Triglyceride-rich lipoprotein cholesterol and small-dense LDL-c differently associated with future CV events

Triglyceride-Rich Lipoprotein Cholesterol, Small Dense LDL Cholesterol, and Incident Cardiovascular Disease

Literature - Duran EK, Aday AW, Cook NR et al., - J Am Coll Cardiol. 2020. doi: 10.1016/j.jacc.2020.02.059.

Introduction and methods

Lowering of LDL-c has a clear and well-defined benefit for atherosclerosis prevention [1,2]. Nevertheless, identification of other lipid targets that may be responsible for residual atherosclerotic risk remains a priority [3]. Previous studies have described strong associations between triglyceride-rich lipoprotein cholesterol (TRL-c) and small-dense low-density lipoprotein cholesterol (sdLDL-c) with incident coronary heart disease (CHD) [3-9]. Prospective data for TRL-C and sdLDL-c is however sparse for stroke and absent for peripheral artery disease (PAD) [10-12]. This case-cohort study evaluated whether TRL-c and sdLDL-c are atherogenic across different vascular beds among healthy subjects in the Womens Health Study (WHS).

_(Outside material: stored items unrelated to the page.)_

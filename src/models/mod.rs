pub mod admin;
pub mod file;

pub use admin::*;
pub use file::*;

use serde::{Deserialize, Serialize};
use utoipa::ToSchema;

/// 文件分类
pub type Kind = i64;

/// 单次查询的默认与最大条数
pub const DEFAULT_LIMIT: i64 = 10;
pub const MAX_LIMIT: i64 = 500;

/// 可排序字段
const ORDERABLE_COLUMNS: &[&str] = &["id", "user_id", "kind", "file"];

/// 用户与分类限制条件，0 表示不限制
#[derive(Debug, Clone, Copy, Default, PartialEq, Eq, Serialize, Deserialize)]
pub struct UserKind {
    pub user_id: i64,
    pub kind: Kind,
}

impl UserKind {
    pub fn new(user_id: i64, kind: Kind) -> Self {
        Self { user_id, kind }
    }
}

/// 分页参数
#[derive(Debug, Clone, Copy, Default, Serialize, Deserialize, ToSchema)]
pub struct Pagination {
    #[serde(default, deserialize_with = "deserialize_string_to_i64")]
    pub limit: i64,
    #[serde(default, deserialize_with = "deserialize_string_to_i64")]
    pub offset: i64,
}

impl Pagination {
    /// 条数不在 1..=500 内时使用默认值 10
    pub fn limit(&self) -> i64 {
        if self.limit <= 0 || self.limit > MAX_LIMIT {
            DEFAULT_LIMIT
        } else {
            self.limit
        }
    }

    pub fn offset(&self) -> i64 {
        self.offset.max(0)
    }
}

/// 排序参数
#[derive(Debug, Clone, Default, Serialize, Deserialize, ToSchema)]
pub struct OrderBy {
    /// 排序字段（id/user_id/kind/file），为空时不排序
    #[serde(default)]
    pub order_by: String,
    /// 逆序
    #[serde(default, deserialize_with = "deserialize_string_to_bool")]
    pub descending: bool,
}

impl OrderBy {
    /// 生成 ORDER BY 子句，未知字段忽略
    pub fn clause(&self) -> Option<String> {
        if self.order_by.is_empty() {
            return None;
        }
        if !ORDERABLE_COLUMNS.contains(&self.order_by.as_str()) {
            tracing::warn!("忽略未知的排序字段: {}", self.order_by);
            return None;
        }
        Some(format!(
            " ORDER BY {} {}",
            self.order_by,
            if self.descending { "DESC" } else { "ASC" }
        ))
    }
}

/// 多文件列表查询条件
#[derive(Debug, Clone, Default)]
pub struct List {
    pub user_kind: UserKind,
    pub order_by: OrderBy,
    pub pagination: Pagination,
}

fn deserialize_string_to_i64<'de, D>(deserializer: D) -> Result<i64, D::Error>
where
    D: serde::Deserializer<'de>,
{
    use serde::de::{self, Visitor};

    struct StringOrI64Visitor;

    impl<'de> Visitor<'de> for StringOrI64Visitor {
        type Value = i64;

        fn expecting(&self, formatter: &mut std::fmt::Formatter) -> std::fmt::Result {
            formatter.write_str("a string or i64")
        }

        fn visit_i64<E>(self, value: i64) -> Result<Self::Value, E>
        where
            E: de::Error,
        {
            Ok(value)
        }

        fn visit_u64<E>(self, value: u64) -> Result<Self::Value, E>
        where
            E: de::Error,
        {
            i64::try_from(value).map_err(|_| E::custom(format!("i64 overflow: {}", value)))
        }

        fn visit_str<E>(self, value: &str) -> Result<Self::Value, E>
        where
            E: de::Error,
        {
            value.parse().map_err(E::custom)
        }
    }

    deserializer.deserialize_any(StringOrI64Visitor)
}

fn deserialize_string_to_bool<'de, D>(deserializer: D) -> Result<bool, D::Error>
where
    D: serde::Deserializer<'de>,
{
    use serde::de::{self, Visitor};

    struct StringOrBoolVisitor;

    impl<'de> Visitor<'de> for StringOrBoolVisitor {
        type Value = bool;

        fn expecting(&self, formatter: &mut std::fmt::Formatter) -> std::fmt::Result {
            formatter.write_str("a string or bool")
        }

        fn visit_bool<E>(self, value: bool) -> Result<Self::Value, E>
        where
            E: de::Error,
        {
            Ok(value)
        }

        fn visit_str<E>(self, value: &str) -> Result<Self::Value, E>
        where
            E: de::Error,
        {
            value.parse().map_err(E::custom)
        }
    }

    deserializer.deserialize_any(StringOrBoolVisitor)
}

The WHS is a completed randomized trial of aspirin and vitamin E in the primary prevention of CVD and cancer among 39,876 women aged ≥54 years [13,14]. Blood samples were available from 27,552 participants. The trial began in 1992 and was completed in 2004, after which women were invited to participate in observational follow-up. Participants were continuously followed for occurrence of incident myocardial infarction (MI), ischemic stroke (IS), CV death and PAD during a 15.7-year follow-up period. The study sample for the current study consisted of 480 women with incident total CVD (n-coronary and cerebrovascular disease [CCVD]=380, nPAD=114) and a subcohort of 496 women frequency-matched on age and smoking status. Risk associations were evaluated for the composite outcome of total CVD (MI, IS, PAD and CVD death), a composite outcome of CCVD (defined as MI, IS or CVD death), and individual outcomes (MI, IS, or PAD).

Main results

High TRL-c levels (in quartile [Q] 4) were associated with increased risk of total CVD, CCVD, MI and PAD after adjustment for CVD risk factors, baseline total LDL-c and hsCRP compared to TRL-c in Q1 (Total CVD: HR 1.87, 95%CI 1.14-3.06, P=0.013; CCVD: HR 1.79, 95%CI 1.04-3.07, P=0.036; MI: HR 3.05, 95%CI 1.46-6.39, P=0.002; PAD: HR 2.58, 95%CI 1.18-5.63, P=0.019). No significant association was found for IS.
The adjusted HR’s for total CVD and CCVD with elevated sdLDL-c levels (in Q4) were 1.67 (95%CI 0.95-2.95, P=0.025) and 1.82 (95%CI 0.97-3.39, P=0.021), respectively. These HR’s seemed to be mainly driven by an increased risk of MI (adjusted HR 3.71, 95%CI 1.59-8.63, P<0.001). No significant associations were found for IS and PAD.
Association patterns for TRL-c and sdLDL-c were similar when evaluated on a continuous scale.
Associations between TRL-c and CV events were also consistent when stratified by Apolipoprotein B levels (<100 mg/dl or ≥100 mg/dl).

Conclusion

Elevated TRL-c levels were associated with increased risk of MI and PAD, even among subjects with clinically normal Apolipoprotein B levels. Elevated sdLDL-c levels were associated with increased risk of MI alone. These findings are relevant for understanding residual CV risk and for finding novel targets for atherosclerosis prevention.

Editorial comment

In their editorial comment [15], Watts and Chan describe that several observational studies have shown that TRLs predict CVD events independent of LDL-c and that the causal role of TRLs have been confirmed by Mendelian randomization studies [16-18]. Independent effects of sdLDL on CVD events are present [19], but not as convincing as for TRLs [16]. The present study showed an association between TRL-c, but not sdLDL-c, with PAD. TRLs may have greater lipotoxicity and sub-endothelial retention that trigger inflammatory responses [16,20], which could explain the stronger association of TRL-c with PAD, than sdLDL-c. However, recent evidence suggests that all apoB containing lipoproteins are equally atherogenic [16,21,22].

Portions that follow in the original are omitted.